In yesterday's post, I showed you a few alterations that you may want to make to The Rushcutter: lower the neckline, add or removing volume, shortening and lengthening the pattern.

Today I have a follow on post for you, as I was worried I might intimidate you if I put all the alterations in the one post!

Create a slimmer Rushcutter

The Rushcutter sewing pattern is designed to be over-sized, so there is a lot of ease in it. It may be a little too much for some of you, so, in today's post, I will show you how to slim down the dress a little. It is not overly complicated, but is slightly more difficult  than it would be on a more conventional pattern, as it does not have side seams!

I would suggest, before making any major adjustments to the pattern (like this one) make a toile, so you know exactly how much width you can afford to remove from the pattern.

1. To start, take the 'Side Panel' pattern piece. This is where we will be removing some width from the pattern piece. The grainline, which runs right through the middle of the pattern piece (and therefore down the side of the body) is where you will be removing the fabric from.

2. Work out how much you would like to remove, by referring to your toile. You will want to take the amount evenly from both sides of the dress. Divide the total amount by 2 and then distribute this measurement either side of the grainline (on the stitching line) - half on the front section  of the pattern piece (indicated by the single notches) and half towards the back (indicated by the double notches).

3. Cutting from the top, cut along the grainline, down towards the hemline. Do not cut all the way through the pattern. Stop a 2-3mm from the bottom, so that a small "hinge" of paper remains intact. You will now notice that you can separate the two sides of the pattern quite easily, without detaching them entirely. 

4. Now, swing one side of the pattern over the other (doesn't matter which one) until the points that you marked overlap. You will see that, by doing this, you have removed a slice from the middle of the pattern. Tape (or glue) in place.

5. By taking out this slice, the underarm curve will now come to a sharp point.

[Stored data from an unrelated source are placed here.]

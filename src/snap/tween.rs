use crate::animation::ease::Ease;

/// Eased scroll animation toward a snap target, sampled against wall time.
#[derive(Clone, Copy, Debug, PartialEq)]
pub struct SnapTween {
    from_px: f64,
    to_px: f64,
    start_secs: f64,
    duration_secs: f64,
    ease: Ease,
}

impl SnapTween {
    /// Tween from `from_px` to `to_px` starting at `start_secs`.
    pub fn new(from_px: f64, to_px: f64, start_secs: f64, duration_secs: f64, ease: Ease) -> Self {
        Self {
            from_px,
            to_px,
            start_secs,
            duration_secs: duration_secs.max(0.0),
            ease,
        }
    }

    /// Scroll offset the tween ends on.
    pub fn target(&self) -> f64 {
        self.to_px
    }

    /// Duration in seconds, excluding any start delay.
    pub fn duration(&self) -> f64 {
        self.duration_secs
    }

    /// Scroll offset at `now_secs`. Before the start this is `from_px`.
    pub fn sample(&self, now_secs: f64) -> f64 {
        if self.duration_secs <= 0.0 {
            return if now_secs >= self.start_secs {
                self.to_px
            } else {
                self.from_px
            };
        }
        let t = ((now_secs - self.start_secs) / self.duration_secs).clamp(0.0, 1.0);
        self.from_px + (self.to_px - self.from_px) * self.ease.apply(t)
    }

    /// Return `true` once the tween has reached its target.
    pub fn is_done(&self, now_secs: f64) -> bool {
        now_secs - self.start_secs >= self.duration_secs
    }
}

#[cfg(test)]
#[path = "../../tests/unit/snap/tween.rs"]
mod tests;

Redraw the stitch line and the cutting edge, with a nice smooth line, to correct this. 

Now that you have removed some width from the side panel, you will need to remove the same amount from the raglan sleeve - as these two pieces are sewn together. 

1. Remember the amount we distributed either side of the grainline on the side panel? Take this measurement and divide it by 2. Measuring in from the underarm seam (remember to measure from the stitch line, if your pattern still includes seam allowance), marking a point the distance determined. Repeat for the second side.

2. Draw a line from the points marked, down towards the hemline, meeting with the original stitch line, at the line that indicates where to fold up the sleeve hem.

3. Redraw the cutting line, by adding 1.5cm seam allowance to the new line.

Re-draft the pocket

You may decide to make a short version of the Rushcutter. Megan, one of my lovely testers, decided to shorten hers to tunic length. Nice, right? The only problem is that you end up losing quite a bit of pocket depth. The easiest way to solve this is to simply re-draft the pocket piece, so that it will be your desired depth.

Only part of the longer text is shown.